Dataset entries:
......

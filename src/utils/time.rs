// src/utils/time.rs
//! Wall-clock access and whole-second alignment helpers
//!
//! All timestamps in the crate are nanoseconds since the Unix epoch (`u64`).
//! Window boundaries are aligned to whole wall-clock seconds, so the clock is
//! injected through [`TimeProvider`] to make the cadence testable.

use crate::utils::cancel::CancellationToken;
use chrono::{DateTime, Utc};
use std::sync::atomic::{AtomicU64, Ordering};
use std::time::{Duration, SystemTime, UNIX_EPOCH};

/// Nanoseconds per second
pub const NANOS_PER_SECOND: u64 = 1_000_000_000;

/// Time provider trait for dependency injection and testing
pub trait TimeProvider: Send + Sync {
    fn now_nanos(&self) -> u64;

    /// Sleep for `duration` or until `cancel` fires. Returns true when cancelled.
    fn sleep(&self, duration: Duration, cancel: &CancellationToken) -> bool {
        cancel.wait_timeout(duration)
    }
}

/// System time provider using the real wall clock
pub struct SystemTimeProvider;

impl TimeProvider for SystemTimeProvider {
    fn now_nanos(&self) -> u64 {
        current_timestamp_nanos()
    }
}

/// Mock time provider for deterministic testing
///
/// `sleep` advances the virtual clock instead of blocking.
pub struct MockTimeProvider {
    current_time: AtomicU64,
}

impl MockTimeProvider {
    pub fn new(initial_time_nanos: u64) -> Self {
        Self {
            current_time: AtomicU64::new(initial_time_nanos),
        }
    }

    pub fn advance_by(&self, nanos: u64) {
        self.current_time.fetch_add(nanos, Ordering::Relaxed);
    }

    pub fn set_time(&self, nanos: u64) {
        self.current_time.store(nanos, Ordering::Relaxed);
    }
}

impl TimeProvider for MockTimeProvider {
    fn now_nanos(&self) -> u64 {
        self.current_time.load(Ordering::Relaxed)
    }

    fn sleep(&self, duration: Duration, cancel: &CancellationToken) -> bool {
        if cancel.is_cancelled() {
            return true;
        }
        self.advance_by(duration.as_nanos() as u64);
        cancel.is_cancelled()
    }
}

/// Current wall-clock time in nanoseconds since the Unix epoch
pub fn current_timestamp_nanos() -> u64 {
    SystemTime::now()
        .duration_since(UNIX_EPOCH)
        .unwrap_or_default()
        .as_nanos() as u64
}

/// Round a timestamp down to the start of its second
pub fn floor_to_second(timestamp_nanos: u64) -> u64 {
    timestamp_nanos - timestamp_nanos % NANOS_PER_SECOND
}

/// Delay to the next multiple of `interval` since the epoch
pub fn delay_to_next_interval(timestamp_nanos: u64, interval: Duration) -> Duration {
    let interval_ns = (interval.as_nanos() as u64).max(1);
    Duration::from_nanos(interval_ns - timestamp_nanos % interval_ns)
}

/// Sample period in nanoseconds for a rate in Hz
pub fn sample_period_nanos(rate_hz: f64) -> u64 {
    if rate_hz <= 0.0 {
        return 0;
    }
    (NANOS_PER_SECOND as f64 / rate_hz).round() as u64
}

/// Convert epoch nanoseconds into a UTC date-time
pub fn to_datetime(timestamp_nanos: u64) -> DateTime<Utc> {
    let secs = (timestamp_nanos / NANOS_PER_SECOND) as i64;
    let nanos = (timestamp_nanos % NANOS_PER_SECOND) as u32;
    DateTime::from_timestamp(secs, nanos).unwrap_or_default()
}

/// ISO-8601 timestamp without colons, safe for file names
/// (`2024-05-01T120000.000000`)
pub fn format_compact_iso(timestamp_nanos: u64) -> String {
    to_datetime(timestamp_nanos)
        .format("%Y-%m-%dT%H%M%S%.6f")
        .to_string()
}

......

▸ **Work instruction**
Working through the records above, copy each one exactly.

▸ **Task output**
filename src/utils/time.rs
// src/utils/time.rs
//! Wall-clock access and whole-second alignment helpers
//!
//! All timestamps in the crate are nanoseconds since the Unix epoch (`u64`).
//! Window boundaries are aligned to whole wall-clock seconds, so the clock is
//! injected through [`TimeProvider`] to make the cadence testable.

use crate::utils::cancel::CancellationToken;
use chrono::{DateTime, Utc};
use std::sync::atomic::{AtomicU64, Ordering};
use std::time::{Duration, SystemTime, UNIX_EPOCH};

/// Nanoseconds per second
pub const NANOS_PER_SECOND: u64 = 1_000_000_000;

/// Time provider trait for dependency injection and testing
pub trait TimeProvider: Send + Sync {
    fn now_nanos(&self) -> u64;

    /// Sleep for `duration` or until `cancel` fires. Returns true when cancelled.
    fn sleep(&self, duration: Duration, cancel: &CancellationToken) -> bool {
        cancel.wait_timeout(duration)
    }
}

/// System time provider using the real wall clock
pub struct SystemTimeProvider;

impl TimeProvider for SystemTimeProvider {
    fn now_nanos(&self) -> u64 {
        current_timestamp_nanos()
    }
}

/// Mock time provider for deterministic testing
///
/// `sleep` advances the virtual clock instead of blocking.
pub struct MockTimeProvider {
    current_time: AtomicU64,
}

impl MockTimeProvider {
    pub fn new(initial_time_nanos: u64) -> Self {
        Self {
            current_time: AtomicU64::new(initial_time_nanos),
        }
    }

    pub fn advance_by(&self, nanos: u64) {
        self.current_time.fetch_add(nanos, Ordering::Relaxed);
    }

    pub fn set_time(&self, nanos: u64) {
        self.current_time.store(nanos, Ordering::Relaxed);
    }
}

impl TimeProvider for MockTimeProvider {
    fn now_nanos(&self) -> u64 {
        self.current_time.load(Ordering::Relaxed)
    }

    fn sleep(&self, duration: Duration, cancel: &CancellationToken) -> bool {
        if cancel.is_cancelled() {
            return true;
        }
        self.advance_by(duration.as_nanos() as u64);
        cancel.is_cancelled()
    }
}

/// Current wall-clock time in nanoseconds since the Unix epoch
pub fn current_timestamp_nanos() -> u64 {
    SystemTime::now()
        .duration_since(UNIX_EPOCH)
        .unwrap_or_default()
        .as_nanos() as u64
}

/// Round a timestamp down to the start of its second
pub fn floor_to_second(timestamp_nanos: u64) -> u64 {
    timestamp_nanos - timestamp_nanos % NANOS_PER_SECOND
}

/// Delay to the next multiple of `interval` since the epoch
pub fn delay_to_next_interval(timestamp_nanos: u64, interval: Duration) -> Duration {
    let interval_ns = (interval.as_nanos() as u64).max(1);
    Duration::from_nanos(interval_ns - timestamp_nanos % interval_ns)
}

/// Sample period in nanoseconds for a rate in Hz
pub fn sample_period_nanos(rate_hz: f64) -> u64 {
    if rate_hz <= 0.0 {
        return 0;
    }
    (NANOS_PER_SECOND as f64 / rate_hz).round() as u64
}

/// Convert epoch nanoseconds into a UTC date-time
pub fn to_datetime(timestamp_nanos: u64) -> DateTime<Utc> {
    let secs = (timestamp_nanos / NANOS_PER_SECOND) as i64;
    let nanos = (timestamp_nanos % NANOS_PER_SECOND) as u32;
    DateTime::from_timestamp(secs, nanos).unwrap_or_default()
}

/// ISO-8601 timestamp without colons, safe for file names
/// (`2024-05-01T120000.000000`)
pub fn format_compact_iso(timestamp_nanos: u64) -> String {
    to_datetime(timestamp_nanos)
        .format("%Y-%m-%dT%H%M%S%.6f")
        .to_string()
}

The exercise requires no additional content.